• WORK INSTRUCTION:
Find how many lines in this data contain the string "signals". Respond with only that number.

• EXTRACTED ENTRIES:
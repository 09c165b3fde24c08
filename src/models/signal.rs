//! Signal votes, price series and per-cycle decisions.

use std::fmt;

use serde::{Deserialize, Serialize};

/// A single indicator's opinion, or the fused result of several.
#[derive(Debug, Clone, Copy, PartialEq, Eq, Hash, Serialize, Deserialize)]
#[serde(rename_all = "lowercase")]
pub enum SignalVote {
    Buy,
    Sell,
    Hold,
}

impl SignalVote {
    pub fn as_str(&self) -> &'static str {
        match self {
            SignalVote::Buy => "buy",
            SignalVote::Sell => "sell",
            SignalVote::Hold => "hold",
        }
    }
}

impl fmt::Display for SignalVote {
    fn fmt(&self, f: &mut fmt::Formatter<'_>) -> fmt::Result {
        f.write_str(self.as_str())
    }
}

/// Chronological closing prices for one symbol.
///
/// Rebuilt from the gateway every cycle; oldest observation first.
#[derive(Debug, Clone, Default, PartialEq)]
pub struct PriceSeries {
    closes: Vec<f64>,
}

impl PriceSeries {
    pub fn new(closes: Vec<f64>) -> Self {
        Self { closes }
    }

    pub fn len(&self) -> usize {
        self.closes.len()
    }

    pub fn closes(&self) -> &[f64] {
        &self.closes
    }

    /// Most recent close.
    pub fn last(&self) -> Option<f64> {
        self.closes.last().copied()
    }
}

impl From<Vec<f64>> for PriceSeries {
    fn from(closes: Vec<f64>) -> Self {
        Self::new(closes)
    }
}

/// Output of one evaluation cycle for one symbol.
#[derive(Debug, Clone, Copy, PartialEq, Serialize)]
pub struct Decision {
    pub action: SignalVote,
    /// Scales the buying-power allocation for a Buy; always >= 0.
    pub size_multiplier: f64,
}

#[cfg(test)]
mod tests {
    use super::*;

    #[test]
    fn test_series_keeps_chronological_order() {
        let series = PriceSeries::from(vec![1.0, 2.0, 3.0]);
        assert_eq!(series.len(), 3);
        assert_eq!(series.closes(), &[1.0, 2.0, 3.0]);
        assert_eq!(series.last(), Some(3.0));
        assert_eq!(PriceSeries::default().last(), None);
    }
}
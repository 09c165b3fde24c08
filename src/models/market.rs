//! Macro, sentiment and order-flow snapshots.

use std::collections::BTreeMap;
use std::fmt;

use serde::{Deserialize, Serialize};

/// Macro risk classification.
#[derive(Debug, Clone, Copy, PartialEq, Eq, Hash, Serialize, Deserialize)]
#[serde(rename_all = "lowercase")]
pub enum RiskLevel {
    Low,
    Medium,
    High,
}

impl RiskLevel {
    /// Position-size factor applied on top of the volatility factor.
    pub fn size_factor(&self) -> f64 {
        match self {
            RiskLevel::Low => 1.0,
            RiskLevel::Medium => 0.7,
            RiskLevel::High => 0.5,
        }
    }
}

impl fmt::Display for RiskLevel {
    fn fmt(&self, f: &mut fmt::Formatter<'_>) -> fmt::Result {
        let s = match self {
            RiskLevel::Low => "low",
            RiskLevel::Medium => "medium",
            RiskLevel::High => "high",
        };
        f.write_str(s)
    }
}

/// The macro series tracked for economic risk.
#[derive(Debug, Clone, Copy, PartialEq, Eq, PartialOrd, Ord, Hash, Serialize, Deserialize)]
#[serde(rename_all = "SCREAMING_SNAKE_CASE")]
pub enum MacroIndicator {
    Cpi,
    Unemployment,
    Payrolls,
    Wages,
    JoblessClaims,
    Ppi,
    EmploymentCost,
}

impl MacroIndicator {
    pub const ALL: [MacroIndicator; 7] = [
        MacroIndicator::Cpi,
        MacroIndicator::Unemployment,
        MacroIndicator::Payrolls,
        MacroIndicator::Wages,
        MacroIndicator::JoblessClaims,
        MacroIndicator::Ppi,
        MacroIndicator::EmploymentCost,
    ];

    /// Provider series identifier.
    pub fn series_id(&self) -> &'static str {
        match self {
            MacroIndicator::Cpi => "CUSR0000SA0",
            MacroIndicator::Unemployment => "LNS14000000",
            MacroIndicator::Payrolls => "CES0000000001",
            MacroIndicator::Wages => "CES0500000003",
            MacroIndicator::JoblessClaims => "ICSA",
            MacroIndicator::Ppi => "WPUFD4",
            MacroIndicator::EmploymentCost => "CIU1010000000000A",
        }
    }

    /// Whether a percent change in this series counts as a risk factor.
    pub fn is_risk_factor(&self, change_pct: f64) -> bool {
        match self {
            MacroIndicator::Cpi => change_pct > 2.0,
            MacroIndicator::Unemployment => change_pct > 0.0,
            MacroIndicator::Payrolls => change_pct < 0.0,
            MacroIndicator::Wages => change_pct < 0.0,
            MacroIndicator::JoblessClaims => change_pct > 5.0,
            MacroIndicator::Ppi => change_pct > 2.0,
            MacroIndicator::EmploymentCost => false,
        }
    }
}

impl fmt::Display for MacroIndicator {
    fn fmt(&self, f: &mut fmt::Formatter<'_>) -> fmt::Result {
        let s = match self {
            MacroIndicator::Cpi => "CPI",
            MacroIndicator::Unemployment => "UNEMPLOYMENT",
            MacroIndicator::Payrolls => "PAYROLLS",
            MacroIndicator::Wages => "WAGES",
            MacroIndicator::JoblessClaims => "JOBLESS_CLAIMS",
            MacroIndicator::Ppi => "PPI",
            MacroIndicator::EmploymentCost => "EMPLOYMENT_COST",
        };
        f.write_str(s)
    }
}

/// Latest vs. previous observation for one macro series.
#[derive(Debug, Clone, Copy, PartialEq, Serialize)]
pub struct IndicatorChange {
    pub latest: f64,
    pub previous: f64,
    /// Percent change, e.g. 2.5 for +2.5%.
    pub change_pct: f64,
}

/// Economy-wide risk classification.
#[derive(Debug, Clone, PartialEq, Serialize)]
pub struct EconomicRisk {
    pub risk_level: RiskLevel,
    /// 1 - risk_factors / total, in [0, 1].
    pub sentiment: f64,
    pub risk_factors: usize,
    pub conditions: BTreeMap<MacroIndicator, IndicatorChange>,
}

impl EconomicRisk {
    /// Used when no macro data could be fetched at all.
    pub fn neutral() -> Self {
        Self {
            risk_level: RiskLevel::Medium,
            sentiment: 0.5,
            risk_factors: 0,
            conditions: BTreeMap::new(),
        }
    }
}

/// Per-symbol sentiment for one cycle.
#[derive(Debug, Clone, PartialEq, Serialize)]
pub struct SentimentSnapshot {
    /// Economic sentiment scaled by sector sensitivity, in [0, 1].
    pub sentiment: f64,
    pub risk_level: RiskLevel,
    pub volatility: f64,
    pub sector: Option<String>,
    pub sector_sensitivity: f64,
}

/// Estimated buy/sell pressure for a symbol.
#[derive(Debug, Clone, PartialEq, Serialize)]
pub struct OrderFlowSnapshot {
    pub call_volume: f64,
    pub put_volume: f64,
    pub put_call_ratio: f64,
    pub buy_volume: f64,
    pub sell_volume: f64,
    pub buy_sell_ratio: f64,
    pub volume_trend: f64,
    /// Share of bullish checks, in [0, 1].
    pub sentiment: f64,
    /// Distance from neutral, in [0, 1].
    pub strength: f64,
}

impl fmt::Display for OrderFlowSnapshot {
    fn fmt(&self, f: &mut fmt::Formatter<'_>) -> fmt::Result {
        write!(
            f,
            "put/call {:.2} | buy/sell {:.2} | volume trend {:+.2} | sentiment {:.2} | strength {:.2}",
            self.put_call_ratio, self.buy_sell_ratio, self.volume_trend, self.sentiment, self.strength
        )
    }
}

#[cfg(test)]
mod tests {
    use super::*;

    #[test]
    fn test_risk_factor_rules() {
        assert!(MacroIndicator::Cpi.is_risk_factor(2.1));
        assert!(!MacroIndicator::Cpi.is_risk_factor(2.0));
        assert!(MacroIndicator::Unemployment.is_risk_factor(0.1));
        assert!(MacroIndicator::Payrolls.is_risk_factor(-0.1));
        assert!(MacroIndicator::JoblessClaims.is_risk_factor(5.5));
        assert!(!MacroIndicator::JoblessClaims.is_risk_factor(4.0));
        assert!(!MacroIndicator::EmploymentCost.is_risk_factor(50.0));
    }
}
//! SmartTrader
//!
//! Watchlist trading bot that fuses technical indicator votes with macro
//! sentiment and order flow, and protects every open position with take
//! profit, stop loss and trailing stop exits.

mod api;
mod bot;
mod cache;
mod models;
mod scheduler;
mod sentiment;
mod signals;
mod trading;

#[cfg(test)]
mod test_support;

use std::sync::Arc;

use anyhow::{bail, Context, Result};
use chrono::NaiveTime;
use chrono_tz::Tz;
use clap::{Args, Parser, Subcommand};
use rust_decimal::Decimal;
use rust_decimal_macros::dec;
use tracing::{error, info, Level};
use tracing_subscriber::FmtSubscriber;

use crate::api::{
    BlsClient, BrokerClient, ExecutionGateway, LogNotifier, NotificationSink, PaperConfig,
    PaperGateway, WebhookNotifier,
};
use crate::bot::{Bot, BotConfig};
use crate::scheduler::shutdown_channel;
use crate::signals::Indicator;
use crate::trading::{
    parse_session_time, parse_timezone, MarketHours, StrategyConfig, TradingConfig,
};

/// SmartTrader CLI.
#[derive(Parser)]
#[command(name = "smarttrader")]
#[command(about = "Signal-fusion trading bot with position risk management", long_about = None)]
struct Cli {
    /// Log level (trace, debug, info, warn, error)
    #[arg(short, long, default_value = "info", env = "LOG_LEVEL", global = true)]
    log_level: String,

    #[command(flatten)]
    settings: Settings,

    #[command(subcommand)]
    command: Commands,
}

/// Tunables shared by every command.
#[derive(Args, Debug, Clone)]
struct Settings {
    /// Symbols to trade, comma separated
    #[arg(
        long,
        env = "WATCHLIST",
        value_delimiter = ',',
        default_value = "TSLA,META,MSTR,MSFT,GOOGL,BTC,ETH",
        global = true
    )]
    watchlist: Vec<String>,

    /// Symbols that trade around the clock as crypto pairs
    #[arg(long, env = "CRYPTO_SYMBOLS", value_delimiter = ',', default_value = "BTC,ETH", global = true)]
    crypto_symbols: Vec<String>,

    /// Equity session open, exchange local time (HH:MM)
    #[arg(long, env = "MARKET_OPEN_TIME", default_value = "09:30", value_parser = parse_session_time, global = true)]
    market_open: NaiveTime,

    /// Equity session close, exchange local time (HH:MM)
    #[arg(long, env = "MARKET_CLOSE_TIME", default_value = "16:00", value_parser = parse_session_time, global = true)]
    market_close: NaiveTime,

    /// Exchange time zone
    #[arg(long, env = "MARKET_TIMEZONE", default_value = "America/New_York", value_parser = parse_timezone, global = true)]
    market_timezone: Tz,

    /// Indicators that vote (momentum, sma_cross, rsi, macd, bollinger, stochastic)
    #[arg(
        long,
        env = "INDICATORS",
        value_delimiter = ',',
        default_value = "momentum,sma_cross,rsi,macd",
        global = true
    )]
    indicators: Vec<String>,

    /// Seconds between sweeps
    #[arg(short, long, env = "CHECK_INTERVAL_SECS", default_value = "5", global = true)]
    interval: u64,

    /// Seconds allowed for gathering one symbol's inputs
    #[arg(long, env = "SYMBOL_TIMEOUT_SECS", default_value = "30", global = true)]
    symbol_timeout: u64,

    /// Stop loss below entry (0.02 = 2%)
    #[arg(long, env = "STOP_LOSS_PCT", default_value = "0.02", global = true)]
    stop_loss: Decimal,

    /// Take profit above entry (0.03 = 3%)
    #[arg(long, env = "TAKE_PROFIT_PCT", default_value = "0.03", global = true)]
    take_profit: Decimal,

    /// Trailing stop distance below the peak (0.015 = 1.5%)
    #[arg(long, env = "TRAILING_STOP_PCT", default_value = "0.015", global = true)]
    trailing_stop: Decimal,

    /// Disable the trailing stop
    #[arg(long, env = "NO_TRAILING_STOP", global = true)]
    no_trailing_stop: bool,

    /// Entries require volatility below this
    #[arg(long, env = "VOLATILITY_THRESHOLD", default_value = "0.02", global = true)]
    volatility_threshold: f64,

    /// Halt entries for the day after this realized loss (USD)
    #[arg(long, env = "MAX_DAILY_LOSS", default_value = "500", global = true)]
    max_daily_loss: Decimal,

    /// Halt entries for the day after this realized profit (USD)
    #[arg(long, env = "MAX_DAILY_PROFIT", default_value = "500", global = true)]
    max_daily_profit: Decimal,

    /// Base position multiplier before volatility and risk scaling
    #[arg(long, env = "BASE_POSITION_MULTIPLIER", default_value = "1.0", global = true)]
    base_multiplier: f64,

    /// Smallest quantity worth ordering
    #[arg(long, env = "MIN_ORDER_QUANTITY", default_value = "1", global = true)]
    min_order_quantity: Decimal,

    /// Allow fractional quantities
    #[arg(long, env = "ALLOW_FRACTIONAL", global = true)]
    fractional: bool,

    /// BLS API key (optional, raises the daily request quota)
    #[arg(long, env = "BLS_API_KEY", global = true)]
    bls_api_key: Option<String>,

    /// Webhook for trade notifications; log only when unset
    #[arg(long, env = "WEBHOOK_URL", global = true)]
    webhook_url: Option<String>,
}

#[derive(Subcommand)]
enum Commands {
    /// Start the trading loop
    Run {
        /// Simulate fills instead of trading the real account (trades live
        /// when unset)
        #[arg(long, env = "DRY_RUN")]
        dry_run: bool,

        /// Starting cash for dry runs
        #[arg(long, env = "PAPER_CAPITAL", default_value = "10000")]
        paper_capital: Decimal,

        /// Simulated slippage for dry runs (0.003 = 0.3%)
        #[arg(long, env = "PAPER_SLIPPAGE", default_value = "0.003")]
        paper_slippage: Decimal,
    },

    /// Evaluate one symbol once without placing orders
    Analyze {
        /// Ticker symbol
        symbol: String,
    },

    /// Show the effective configuration
    Config,
}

• RESPONSE AREA:
2